Following this news, Discover's stock experienced a 1.9% increase on Thursday, reaching $88.89. However, despite this recent surge, the stock has observed a year-to-date decline of 9.1%.
Analysts anticipate a favorable reaction from investors regarding the potential sale of the student loan business. Richard Shane from J.P. Morgan predicts that if half of the capital from a potential sale is allocated to share repurchases, there could be a 3% boost to per-share earnings by 2025. It is important to note that share buybacks typically stimulate share prices and per-share earnings by reducing the number of outstanding shares.
Discover currently holds approximately $10 billion in student loans. Share repurchases were temporarily suspended by the company in July of this year due to an ongoing internal review of compliance, risk management, and corporate governance. As of now, stock buybacks have not yet been resumed.
Discover Considers Sale of Student Loan Business
Discover is reportedly considering the sale of its student loan business, a move that could streamline the company's operations and improve compliance. The decision comes after last year's temporary suspension of share buybacks due to an internal investigation into the student loan servicing business.
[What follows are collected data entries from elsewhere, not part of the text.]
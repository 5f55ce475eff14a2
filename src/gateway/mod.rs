//! Event gateway: publishes domain events to the broker and feeds inbound
//! driver and payment events to handlers with at-least-once semantics.

pub mod broker;
pub mod consumers;
pub mod events;
mod memory;

pub use memory::InMemoryBroker;

use std::collections::VecDeque;
use std::sync::Arc;
use std::time::Duration;

use async_trait::async_trait;
use chrono::Utc;
use dashmap::DashMap;
use thiserror::Error;
use tokio::sync::Mutex;
use tokio::task::JoinHandle;
use tokio::time::sleep;
use tracing::{debug, error, info, warn};
use uuid::Uuid;

use crate::error::AppError;
use crate::observability::metrics::Metrics;
use crate::retry::{RetryPolicy, retry_with_backoff};
use broker::{Broker, BrokerError, Delivery};
use events::{Envelope, InboundEvent, OutboundEvent, RawEnvelope, topics};

#[derive(Debug, Error)]
pub enum GatewayError {
    #[error("broker unreachable after {attempts} attempts: {source}")]
    Unavailable { attempts: usize, source: BrokerError },
}

impl From<GatewayError> for AppError {
    fn from(err: GatewayError) -> Self {
        AppError::UpstreamUnavailable(err.to_string())
    }
}

/// Handles one decoded inbound event. An `Err` means "try again later": the
/// message is requeued. Anything that will never succeed must be logged and
/// mapped to `Ok` by the handler.
#[async_trait]
pub trait EventHandler: Send + Sync {
    async fn handle(&self, event: InboundEvent) -> Result<(), AppError>;
}

#[derive(Debug, Clone, Copy, PartialEq, Eq)]
enum Settlement {
    Ack(&'static str),
    Requeue,
    DeadLetter,
}

/// An encoded envelope the broker has not taken yet. The payload is kept
/// as encoded so a redelivery carries the same message id.
struct Unpublished {
    topic: &'static str,
    event: &'static str,
    order_id: Uuid,
    payload: Vec<u8>,
}

pub struct EventGateway {
    broker: Arc<dyn Broker>,
    retry: RetryPolicy,
    max_redeliveries: u32,
    metrics: Metrics,
    processed: DashMap<Uuid, chrono::DateTime<Utc>>,
    outbox: Mutex<VecDeque<Unpublished>>,
}

impl EventGateway {
    pub fn new(
        broker: Arc<dyn Broker>,
        retry: RetryPolicy,
        max_redeliveries: u32,
        metrics: Metrics,
    ) -> Self {
        Self {
            broker,
            retry,
            max_redeliveries,
            metrics,
            processed: DashMap::new(),
            outbox: Mutex::new(VecDeque::new()),
        }
    }

    pub fn is_connected(&self) -> bool {
        self.broker.is_connected()
    }

    /// Connects and declares every queue this service uses.
    pub async fn start(&self) -> Result<(), GatewayError> {
        self.reconnect().await
    }

    /// Reconnect bounded by the retry policy. Gives up with an error instead
    /// of retrying forever.
    pub async fn reconnect(&self) -> Result<(), GatewayError> {
        let broker = &self.broker;
        let result = retry_with_backoff(&self.retry, "broker connect", || async move {
            broker.connect().await?;
            for queue in topics::ALL {
                broker.declare_queue(queue).await?;
            }
            Ok::<_, BrokerError>(())
        })
        .await;

        match result {
            Ok(()) => {
                self.metrics
                    .broker_reconnects_total
                    .with_label_values(&["connected"])
                    .inc();
                info!("connected to broker");
                self.flush_outbox().await;
                Ok(())
            }
            Err(source) => {
                self.metrics
                    .broker_reconnects_total
                    .with_label_values(&["gave_up"])
                    .inc();
                error!(error = %source, "giving up on broker connection");
                Err(GatewayError::Unavailable {
                    attempts: self.retry.max_retries + 1,
                    source,
                })
            }
        }
    }

    /// Publishes one event. Returns `false` when the broker refused it; the
    /// event then stays in the outbox and goes out on the next flush, so
    /// nothing is lost while the broker is down.
    pub async fn publish(&self, event: &OutboundEvent) -> bool {
        let topic = event.topic();
        let name = event.name();

        let payload = match serde_json::to_vec(&Envelope::new(event)) {
            Ok(payload) => payload,
            Err(err) => {
                error!(topic, event = name, error = %err, "failed to encode event");
                self.count_published(topic, "encode_error");
                return false;
            }
        };

        let mut outbox = self.outbox.lock().await;
        outbox.push_back(Unpublished {
            topic,
            event: name,
            order_id: event.order_id(),
            payload,
        });
        // Events queue behind older refused ones so per-order order holds.
        self.drain(&mut outbox).await;
        outbox.is_empty()
    }

    /// Publishes in order; returns how many events the broker refused.
    pub async fn publish_all(&self, events: Vec<OutboundEvent>) -> usize {
        let mut failed = 0;
        for event in &events {
            if !self.publish(event).await {
                failed += 1;
            }
        }
        failed
    }

    /// Retries events the broker refused earlier. Returns how many are
    /// still waiting.
    pub async fn flush_outbox(&self) -> usize {
        let mut outbox = self.outbox.lock().await;
        if !outbox.is_empty() {
            let waiting = outbox.len();
            self.drain(&mut outbox).await;
            info!(
                sent = waiting - outbox.len(),
                waiting = outbox.len(),
                "flushed unpublished events"
            );
        }
        outbox.len()
    }

    pub async fn unpublished_count(&self) -> usize {
        self.outbox.lock().await.len()
    }

    async fn drain(&self, outbox: &mut VecDeque<Unpublished>) {
        while let Some(next) = outbox.front() {
            match self.broker.publish(next.topic, next.payload.clone()).await {
                Ok(()) => {
                    debug!(topic = next.topic, event = next.event, order_id = %next.order_id, "event published");
                    self.count_published(next.topic, "ok");
                    outbox.pop_front();
                }
                Err(err) => {
                    error!(
                        topic = next.topic,
                        event = next.event,
                        order_id = %next.order_id,
                        waiting = outbox.len(),
                        error = %err,
                        "failed to publish event, keeping it for redelivery"
                    );
                    self.count_published(next.topic, "failed");
                    break;
                }
            }
        }
        self.metrics.unpublished_events.set(outbox.len() as i64);
    }

    /// Spawns a consumer loop for `topic` that survives broker reconnects.
    pub fn subscribe(self: &Arc<Self>, topic: &'static str, handler: Arc<dyn EventHandler>) -> JoinHandle<()> {
        let gateway = self.clone();
        tokio::spawn(async move { gateway.consume(topic, handler).await })
    }

    /// Forgets processed message ids older than `max_age`.
    pub fn prune_processed(&self, max_age: Duration) -> usize {
        let Ok(max_age) = chrono::Duration::from_std(max_age) else {
            return 0;
        };
        let cutoff = Utc::now() - max_age;
        let before = self.processed.len();
        self.processed.retain(|_, seen_at| *seen_at > cutoff);
        before - self.processed.len()
    }

    async fn consume(&self, topic: &'static str, handler: Arc<dyn EventHandler>) {
        info!(topic, "consumer started");

        loop {
            let delivery = match self.broker.next_delivery(topic).await {
                Ok(delivery) => delivery,
                Err(BrokerError::Disconnected) => {
                    warn!(topic, "broker connection lost, reconnecting");
                    if self.reconnect().await.is_err() {
                        sleep(self.retry.max_delay.max(Duration::from_millis(100))).await;
                    }
                    continue;
                }
                Err(err) => {
                    error!(topic, error = %err, "consumer stopped");
                    return;
                }
            };

            let settlement = self.handle_delivery(topic, &delivery, handler.as_ref()).await;
            self.settle(topic, &delivery, settlement).await;
        }
    }

    async fn handle_delivery(
        &self,
        topic: &'static str,
        delivery: &Delivery,
        handler: &dyn EventHandler,
    ) -> Settlement {
        let raw: RawEnvelope = match serde_json::from_slice(&delivery.payload) {
            Ok(raw) => raw,
            Err(err) => {
                warn!(topic, error = %err, "dropping malformed message");
                return Settlement::Ack("malformed");
            }
        };

        if let Some(id) = raw.id {
            if self.processed.contains_key(&id) {
                debug!(topic, message_id = %id, "duplicate delivery skipped");
                return Settlement::Ack("duplicate");
            }
        }

        let event = match InboundEvent::from_raw(&raw) {
            Ok(Some(event)) => event,
            Ok(None) => {
                debug!(topic, event = %raw.event, "ignoring event");
                return Settlement::Ack("ignored");
            }
            Err(err) => {
                warn!(topic, event = %raw.event, error = %err, "dropping message with bad payload");
                return Settlement::Ack("malformed");
            }
        };

        let name = event.name();
        match handler.handle(event).await {
            Ok(()) => {
                if let Some(id) = raw.id {
                    self.processed.insert(id, Utc::now());
                }
                Settlement::Ack("handled")
            }
            Err(err) if delivery.redelivery_count >= self.max_redeliveries => {
                error!(
                    topic,
                    event = name,
                    redeliveries = delivery.redelivery_count,
                    error = %err,
                    "dead-lettering message after repeated failures"
                );
                Settlement::DeadLetter
            }
            Err(err) => {
                warn!(
                    topic,
                    event = name,
                    redeliveries = delivery.redelivery_count,
                    error = %err,
                    "handler failed, requeueing"
                );
                Settlement::Requeue
            }
        }
    }

    async fn settle(&self, topic: &'static str, delivery: &Delivery, settlement: Settlement) {
        let (result, outcome) = match settlement {
            Settlement::Ack(outcome) => (self.broker.ack(delivery).await, outcome),
            Settlement::Requeue => (self.broker.nack(delivery, true).await, "requeued"),
            Settlement::DeadLetter => (self.broker.nack(delivery, false).await, "dead_lettered"),
        };

        self.metrics
            .events_consumed_total
            .with_label_values(&[topic, outcome])
            .inc();

        if let Err(err) = result {
            // Unsettled messages come back after reconnect; dedupe absorbs them.
            warn!(topic, tag = delivery.tag, error = %err, "failed to settle delivery");
        }
    }

    fn count_published(&self, topic: &str, outcome: &str) {
        self.metrics
            .events_published_total
            .with_label_values(&[topic, outcome])
            .inc();
    }
}
/// Starts a matching cycle for a PENDING or CONFIRMED order. Calling it
/// again while an offer is outstanding returns the running cycle.
pub async fn start_matching(state: &AppState, order_id: Uuid) -> Result<MatchingStarted, AppError> {
    let lock = state.store.lock_order(order_id).await;
    let order = state
        .store
        .order(order_id)
        .ok_or_else(|| AppError::order_not_found(order_id))?;

    if order.status == OrderStatus::Matching {
        if let Some(offer) = ledger::outstanding_offer(&state.store, order_id) {
            info!(%order_id, cycle = offer.cycle, "matching already in progress");
            return Ok(MatchingStarted {
                order_id,
                status: order.status,
                cycle: offer.cycle,
                candidates: state
                    .store
                    .attempts_for_order(order_id)
                    .iter()
                    .filter(|attempt| attempt.cycle == offer.cycle)
                    .count(),
                offer: Some(offer),
                already_running: true,
            });
        }
    } else if !order.status.is_matchable() {
        return Err(AppError::InvalidState(format!(
            "cannot start matching for order with status {}",
            order.status
        )));
    }

    let mut outbox = Vec::new();
    if order.status != OrderStatus::Matching {
        let change = apply_transition(
            state,
            &lock,
            OrderStatus::Matching,
            Some("Looking for an available vehicle".to_string()),
        )
        .await?;
        outbox.push(change.event());
    }

    let strategy = state.settings.ranking.strategy();
    let candidates =
        match find_candidates(state, &order, strategy, state.settings.fan_out).await {
            Ok(candidates) => candidates,
            Err(err) => {
                warn!(%order_id, error = %err, "candidate search failed, order stays CONFIRMED");
                let change = apply_transition(
                    state,
                    &lock,
                    OrderStatus::Confirmed,
                    Some(DIRECTORY_DOWN.to_string()),
                )
                .await?;
                outbox.push(change.event());
                state.metrics.cycle("directory_error");
                drop(lock);
                state.gateway.publish_all(outbox).await;
                return Err(err);
            }
        };

    if candidates.is_empty() {
        let change = apply_transition(
            state,
            &lock,
            OrderStatus::Confirmed,
            Some(NO_CANDIDATES.to_string()),
        )
        .await?;
        outbox.push(change.event());
        outbox.push(OutboundEvent::matching_failed(&change.order, NO_CANDIDATES));
        state.metrics.cycle("no_candidates");
        drop(lock);

        warn!(%order_id, "no suitable vehicle found");
        state.gateway.publish_all(outbox).await;
        return Ok(MatchingStarted {
            order_id,
            status: OrderStatus::Confirmed,
            cycle: ledger::current_cycle(&state.store, order_id),
            candidates: 0,
            offer: None,
            already_running: false,
        });
    }

    let cycle = ledger::current_cycle(&state.store, order_id) + 1;
    let created = ledger::create_attempts(&state.store, &lock, &candidates, cycle);
    for attempt_id in created.superseded_offers {
        disarm(state, attempt_id, "superseded");
    }

    let first = created.attempts[0].id;
    let offer = issue_offer(state, &lock, first, &mut outbox)?;
    drop(lock);

    info!(
        %order_id,
        cycle,
        candidates = created.attempts.len(),
        strategy = strategy.name(),
        "matching cycle started"
    );
    state.gateway.publish_all(outbox).await;

    Ok(MatchingStarted {
        order_id,
        status: OrderStatus::Matching,
        cycle,
        candidates: created.attempts.len(),
        offer: Some(offer),
        already_running: false,
    })
}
In 2020, Discover settled with the Consumer Financial Protection Bureau for $35 million over allegations of non-compliance with debt collection practices.
RBC Capital Markets analyst Jon Arfstrom believes that divesting this segment would simplify Discover's structure and enable a greater focus on the core business. With an Outperform rating on Discover stock and a $108 target price, Arfstrom supports the company's decision.
This potential sale comes at a time of uncertainty regarding consumer spending, credit card default rates, and the creditworthiness of borrowers. Economic forecasts predict a looming recession, making it crucial for Discover to make strategic decisions. In addition to exploring the sale, the company is also searching for a new permanent CEO.